"""

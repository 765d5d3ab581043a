//! Configuration management subsystem.
//!
//! # Data Flow
//! ```text
//! config file (TOML)
//!     → loader.rs (parse & deserialize)
//!     → validation.rs (semantic checks)
//!     → ServiceConfig (validated, immutable)
//!     → handed to the tracer initializer and app builder at startup
//! ```
//!
//! # Design Decisions
//! - Config is immutable once loaded
//! - All fields have defaults to allow minimal configs
//! - Validation separates syntactic (serde) from semantic checks

pub mod loader;
pub mod schema;
pub mod validation;

pub use loader::{load_config, parse_config, ConfigError};
pub use schema::{
    AppConfig, ClientHooksConfig, DemoConfig, ListenerConfig, LogFormat, ObservabilityConfig,
    PropagationConfig, SamplerConfig, SamplerKind, ServiceConfig, TimeoutConfig, TracerConfig,
};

"""

*Work instruction*
Retype each line of the data exactly as it reads.

*Problem solution*
repository 765d5d3ab581043a
//! Configuration management subsystem.
//!
//! # Data Flow
//! ```text
//! config file (TOML)
//!     → loader.rs (parse & deserialize)
//!     → validation.rs (semantic checks)
//!     → ServiceConfig (validated, immutable)
//!     → handed to the tracer initializer and app builder at startup
//! ```
//!
//! # Design Decisions
//! - Config is immutable once loaded
//! - All fields have defaults to allow minimal configs
//! - Validation separates syntactic (serde) from semantic checks

pub mod loader;
pub mod schema;
pub mod validation;

pub use loader::{load_config, parse_config, ConfigError};
pub use schema::{
    AppConfig, ClientHooksConfig, DemoConfig, ListenerConfig, LogFormat, ObservabilityConfig,
    PropagationConfig, SamplerConfig, SamplerKind, ServiceConfig, TimeoutConfig, TracerConfig,
};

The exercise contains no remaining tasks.